§ YOUR INSTRUCTIONS: Filter the entries below down to the lines that hold "move".

§ THE DATA:
---------------

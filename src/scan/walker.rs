//! Concurrent tree walking
//!
//! One task per discovered directory and per discovered file. Every task is
//! registered with the task gate before it is spawned and deregisters through
//! its guard when it exits, on success and failure paths alike. Simultaneous
//! filesystem operations are bounded by a semaphore so deep trees cannot
//! exhaust file descriptors.

use super::entry::{self, Entry};
use super::gate::{TaskGate, TaskGuard};
use super::hasher;
use super::path;
use super::{FailureStage, FileRecord, ScanFailure};
use futures::future::{BoxFuture, FutureExt};
use std::path::PathBuf;
use std::sync::atomic::{AtomicBool, Ordering};
use std::sync::Arc;
use tokio::sync::{mpsc, Semaphore};
use tokio::time::Instant;
use tracing::trace;

/// One item on the result stream.
#[derive(Debug)]
pub(crate) enum WalkEvent {
    Record(FileRecord),
    Failure(ScanFailure),
}

/// Shared state for one walk, owned by the tasks it spawns.
pub(crate) struct WalkContext {
    pub(crate) buffer_size: usize,
    pub(crate) deadline: Instant,
    pub(crate) timed_out: Arc<AtomicBool>,
    pub(crate) gate: Arc<TaskGate>,
    pub(crate) io_slots: Semaphore,
    pub(crate) results: mpsc::Sender<WalkEvent>,
}

impl WalkContext {
    /// Check the deadline; once it has passed, the walk is incomplete and the
    /// run must fail with a timeout instead of a partial digest.
    fn expired(&self) -> bool {
        if Instant::now() >= self.deadline {
            self.timed_out.store(true, Ordering::Release);
            return true;
        }
        false
    }

    async fn report(&self, event: WalkEvent) {
        // A send failure only means the drain side is gone (deadline hit);
        // the event has nowhere to go.
        let _ = self.results.send(event).await;
    }
}

/// Scan one directory and fan out over its children.
///
/// Boxed because the walk recurses through itself when it spawns subdirectory
/// tasks.
pub(crate) fn walk_directory(
    ctx: Arc<WalkContext>,
    dir: PathBuf,
    rel: String,
    guard: TaskGuard,
) -> BoxFuture<'static, ()> {
    async move {
        let _guard = guard;
        if ctx.expired() {
            return;
        }

        let listing = {
            let Ok(_slot) = ctx.io_slots.acquire().await else {
                return;
            };
            entry::list_children(&dir).await
        };

        let children = match listing {
            Ok(children) => children,
            Err(error) => {
                // The subtree below this directory is missing from the run;
                // siblings continue unaffected.
                ctx.report(WalkEvent::Failure(ScanFailure {
                    path: rel,
                    stage: FailureStage::List,
                    error,
                }))
                .await;
                return;
            }
        };

        for child in children {
            if ctx.expired() {
                // Stop spawning; the drain side reports the timeout.
                return;
            }
            match child {
                Entry::Directory { path: child_path, name } => {
                    let child_rel = path::join_relative(&rel, &name);
                    let guard = ctx.gate.register();
                    tokio::spawn(walk_directory(Arc::clone(&ctx), child_path, child_rel, guard));
                }
                Entry::File { path: child_path, name } => {
                    let child_rel = path::join_relative(&rel, &name);
                    let guard = ctx.gate.register();
                    tokio::spawn(digest_file(Arc::clone(&ctx), child_path, child_rel, guard));
                }
            }
        }
    }
    .boxed()
}

/// Hash one file and emit its record.
async fn digest_file(ctx: Arc<WalkContext>, file_path: PathBuf, rel: String, guard: TaskGuard) {
    let _guard = guard;
    if ctx.expired() {
        return;
    }
    let Ok(_slot) = ctx.io_slots.acquire().await else {
        return;
    };

    let buffer_size = ctx.buffer_size;
    let joined =
        tokio::task::spawn_blocking(move || hasher::hash_file(&file_path, buffer_size)).await;
    let result = match joined {
        Ok(result) => result,
        Err(join_error) => {
            if join_error.is_panic() {
                std::panic::resume_unwind(join_error.into_panic());
            }
            // Runtime shutting down; nothing left to report to.
            return;
        }
    };

    let event = match result {
        Ok(digest) => {
            trace!(path = %rel, digest = %hex::encode(digest), "hashed file");
            WalkEvent::Record(FileRecord { path: rel, digest })
        }
        Err(error) => WalkEvent::Failure(ScanFailure {
            path: rel,
            stage: FailureStage::Read,
            error,
        }),
    };
    ctx.report(event).await;
}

---------------

§ TASK SOLUTION:
    async move {
        tokio::task::spawn_blocking(move || hasher::hash_file(&file_path, buffer_size)).await;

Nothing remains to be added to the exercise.